Улицы были пустыми, прохожих можно было сосчитать по пальцам одной руки. Если по пути попадались убитые или повешенные, папа старался отвлечь меня какими-нибудь разговорами или рассказывал сказки, а в остальное время о чем-то думал.
В городе на табличках у повешенных что-то было написано, но любителей читать это не находилось. Как-то сестра пришла домой и сказала родителям:
– На Ришельевской сегодня убили партизана.
– Откуда ты знаешь, что это – партизан? – спросила мама.
– Так было написано на табличке.
– Написать можно что угодно, – сказала мама.

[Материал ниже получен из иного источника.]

//! AES-GCM encryption processor
//!
//! Stored layout: `nonce (12 bytes) || ciphertext || tag (16 bytes)`.
//! The key length selects AES-128, AES-192 or AES-256.

use crate::error::{Result, ShardPipeError};
use aes_gcm::aead::consts::U12;
use aes_gcm::aead::{AeadInPlace, KeyInit, OsRng};
use aes_gcm::aes::Aes192;
use aes_gcm::{Aes128Gcm, Aes256Gcm, AesGcm, Nonce, Tag};
use bytes::{Bytes, BytesMut};
use rand::RngCore;
use serde::{Deserialize, Serialize};
use std::fmt;
use std::str::FromStr;

/// AES-GCM nonce size (12 bytes / 96 bits)
pub const NONCE_SIZE: usize = 12;

/// AES-GCM authentication tag size (16 bytes)
pub const TAG_SIZE: usize = 16;

type Aes192Gcm = AesGcm<Aes192, U12>;

/// Encryption algorithm
#[derive(Debug, Clone, Copy, PartialEq, Eq, Hash, Default, Serialize, Deserialize)]
#[serde(try_from = "String", into = "String")]
pub enum EncryptionType {
    /// AES-GCM; the key size follows from the key length
    #[default]
    Aes,
}

impl EncryptionType {
    pub fn as_str(&self) -> &'static str {
        match self {
            EncryptionType::Aes => "aes",
        }
    }
}

impl fmt::Display for EncryptionType {
    fn fmt(&self, f: &mut fmt::Formatter<'_>) -> fmt::Result {
        f.write_str(self.as_str())
    }
}

impl FromStr for EncryptionType {
    type Err = ShardPipeError;

    fn from_str(s: &str) -> Result<Self> {
        match s.trim().to_ascii_lowercase().replace('-', "_").as_str() {
            "" | "aes" | "aes_128" | "aes_192" | "aes_256" => Ok(EncryptionType::Aes),
            _ => Err(ShardPipeError::Configuration(format!(
                "unknown encryption type: {}",
                s
            ))),
        }
    }
}

impl TryFrom<String> for EncryptionType {
    type Error = ShardPipeError;

    fn try_from(s: String) -> Result<Self> {
        s.parse()
    }
}

impl From<EncryptionType> for String {
    fn from(kind: EncryptionType) -> Self {
        kind.as_str().to_string()
    }
}

enum Cipher {
    Aes128(Box<Aes128Gcm>),
    Aes192(Box<Aes192Gcm>),
    Aes256(Box<Aes256Gcm>),
}

impl Cipher {
    fn new(key: &[u8]) -> Result<Self> {
        let invalid = |_| ShardPipeError::InvalidKeyLength(key.len());
        match key.len() {
            16 => Ok(Cipher::Aes128(Box::new(Aes128Gcm::new_from_slice(key).map_err(invalid)?))),
            24 => Ok(Cipher::Aes192(Box::new(Aes192Gcm::new_from_slice(key).map_err(invalid)?))),
            32 => Ok(Cipher::Aes256(Box::new(Aes256Gcm::new_from_slice(key).map_err(invalid)?))),
            n => Err(ShardPipeError::InvalidKeyLength(n)),
        }
    }

    fn key_bits(&self) -> usize {
        match self {
            Cipher::Aes128(_) => 128,
            Cipher::Aes192(_) => 192,
            Cipher::Aes256(_) => 256,
        }
    }

    fn seal(&self, nonce: &[u8], buffer: &mut [u8]) -> std::result::Result<Tag, aes_gcm::Error> {
        let nonce = Nonce::from_slice(nonce);
        match self {
            Cipher::Aes128(c) => c.encrypt_in_place_detached(nonce, b"", buffer),
            Cipher::Aes192(c) => c.encrypt_in_place_detached(nonce, b"", buffer),
            Cipher::Aes256(c) => c.encrypt_in_place_detached(nonce, b"", buffer),
        }
    }

    fn open(&self, nonce: &[u8], buffer: &mut [u8], tag: &[u8]) -> std::result::Result<(), aes_gcm::Error> {
        let nonce = Nonce::from_slice(nonce);
        let tag = Tag::from_slice(tag);
        match self {
            Cipher::Aes128(c) => c.decrypt_in_place_detached(nonce, b"", buffer, tag),
            Cipher::Aes192(c) => c.decrypt_in_place_detached(nonce, b"", buffer, tag),
            Cipher::Aes256(c) => c.decrypt_in_place_detached(nonce, b"", buffer, tag),
        }
    }
}

/// Encrypter-decrypter with reusable scratch buffers
pub struct Encrypter {
    cipher: Cipher,
    write_buf: BytesMut,
    read_buf: BytesMut,
}

impl Encrypter {
    /// Create an encrypter; the key must be 16, 24 or 32 bytes long
    pub fn new(kind: EncryptionType, key: &[u8]) -> Result<Self> {
        let cipher = match kind {
            EncryptionType::Aes => Cipher::new(key)?,
        };
        Ok(Self {
            cipher,
            write_buf: BytesMut::new(),
            read_buf: BytesMut::new(),
        })
    }

    /// AES key size in bits
    pub fn key_bits(&self) -> usize {
        self.cipher.key_bits()
    }

    pub fn encrypt(&mut self, plaintext: &[u8]) -> Result<Bytes> {
        let mut nonce = [0u8; NONCE_SIZE];
        OsRng.fill_bytes(&mut nonce);

        self.write_buf.clear();
        self.write_buf.reserve(NONCE_SIZE + plaintext.len() + TAG_SIZE);
        self.write_buf.extend_from_slice(&nonce);
        self.write_buf.extend_from_slice(plaintext);

        let tag = self
            .cipher
            .seal(&nonce, &mut self.write_buf[NONCE_SIZE..])
            .map_err(|_| ShardPipeError::Processing("encryption failed".to_string()))?;
        self.write_buf.extend_from_slice(&tag);

        Ok(self.write_buf.split().freeze())
    }

    pub fn decrypt(&mut self, data: &[u8]) -> Result<Bytes> {
        if data.len() < NONCE_SIZE + TAG_SIZE {
            return Err(ShardPipeError::Processing("malformed ciphertext".to_string()));
        }
        let (nonce, rest) = data.split_at(NONCE_SIZE);
        let (ciphertext, tag) = rest.split_at(rest.len() - TAG_SIZE);

        self.read_buf.clear();
        self.read_buf.extend_from_slice(ciphertext);
        if self.cipher.open(nonce, &mut self.read_buf, tag).is_err() {
            self.read_buf.clear();
            return Err(ShardPipeError::Processing("authentication failed".to_string()));
        }

        Ok(self.read_buf.split().freeze())
    }
}

impl fmt::Debug for Encrypter {
    fn fmt(&self, f: &mut fmt::Formatter<'_>) -> fmt::Result {
        write!(f, "Encrypter(aes_{}, [REDACTED])", self.key_bits())
    }
}

#[cfg(test)]
mod tests {
    use super::*;

    #[test]
    fn test_key_sizes() {
        for (len, bits) in [(16, 128), (24, 192), (32, 256)] {
            let key = vec![0x42u8; len];
            let mut e = Encrypter::new(EncryptionType::Aes, &key).unwrap();
            assert_eq!(e.key_bits(), bits);

            let sealed = e.encrypt(b"secret message").unwrap();
            assert_eq!(sealed.len(), NONCE_SIZE + 14 + TAG_SIZE);
            assert_eq!(e.decrypt(&sealed).unwrap().as_ref(), b"secret message");
        }
    }

    #[test]
    fn test_invalid_key_length() {
        assert!(matches!(
            Encrypter::new(EncryptionType::Aes, b"too short"),
            Err(ShardPipeError::InvalidKeyLength(9))
        ));
    }

    #[test]
    fn test_wrong_key_fails() {
        let mut a = Encrypter::new(EncryptionType::Aes, &[1u8; 32]).unwrap();
        let mut b = Encrypter::new(EncryptionType::Aes, &[2u8; 32]).unwrap();
        let sealed = a.encrypt(b"secret").unwrap();
        assert!(b.decrypt(&sealed).unwrap_err().is_integrity_failure());
    }

    #[test]
    fn test_tampered_ciphertext_fails() {
        let mut e = Encrypter::new(EncryptionType::Aes, &[9u8; 32]).unwrap();
        let mut sealed = e.encrypt(b"secret").unwrap().to_vec();
        sealed[NONCE_SIZE] ^= 0xFF;
        assert!(e.decrypt(&sealed).is_err());
    }

    #[test]
    fn test_malformed_ciphertext() {
        let mut e = Encrypter::new(EncryptionType::Aes, &[9u8; 16]).unwrap();
        let err = e.decrypt(&[0u8; NONCE_SIZE]).unwrap_err();
        assert_eq!(err.to_string(), "Processing error: malformed ciphertext");
    }

    #[test]
    fn test_nonce_is_random() {
        let mut e = Encrypter::new(EncryptionType::Aes, &[3u8; 32]).unwrap();
        let a = e.encrypt(b"same").unwrap();
        let b = e.encrypt(b"same").unwrap();
        assert_ne!(a, b);
        assert_eq!(e.decrypt(&a).unwrap(), e.decrypt(&b).unwrap());
    }

    #[test]
    fn test_empty_plaintext() {
        let mut e = Encrypter::new(EncryptionType::Aes, &[3u8; 24]).unwrap();
        let sealed = e.encrypt(b"").unwrap();
        assert_eq!(sealed.len(), NONCE_SIZE + TAG_SIZE);
        assert!(e.decrypt(&sealed).unwrap().is_empty());
    }

    #[test]
    fn test_debug_redacts_key() {
        let e = Encrypter::new(EncryptionType::Aes, &[3u8; 32]).unwrap();
        assert_eq!(format!("{:?}", e), "Encrypter(aes_256, [REDACTED])");
    }
}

«А зачем тогда читать?» – подумал я.
Таблички с надписью «партизан» румыны цепляли на всех пойманных без специальных документов и убитых во время комендантского часа. Были среди них и партизаны, и обычные пацаны, искавшие еды и приключений на свою тощую задницу. Последних было значительное большинство…
Шныряющих по городу пацанов моего возраста и старше бегало немало, а девочек видно не было. Пожилые женщины, побывавшие в оккупации молодыми, потом ничего не могли рассказать о том периоде своей жизни в Одессе. Ничего удивительного в этом нет. Их родители правильно делали, что не выпускали девочек дальше порога своих комнат…
Позже я воспринимал то время как счастливое. У меня была полная родная семья, был жив мой отец, которого потом всю жизнь не хватало…
Дома папа смастерил самокат на трех подшипниках, и я катался на нем по нашему кварталу – дальше мне ездить не разрешалось.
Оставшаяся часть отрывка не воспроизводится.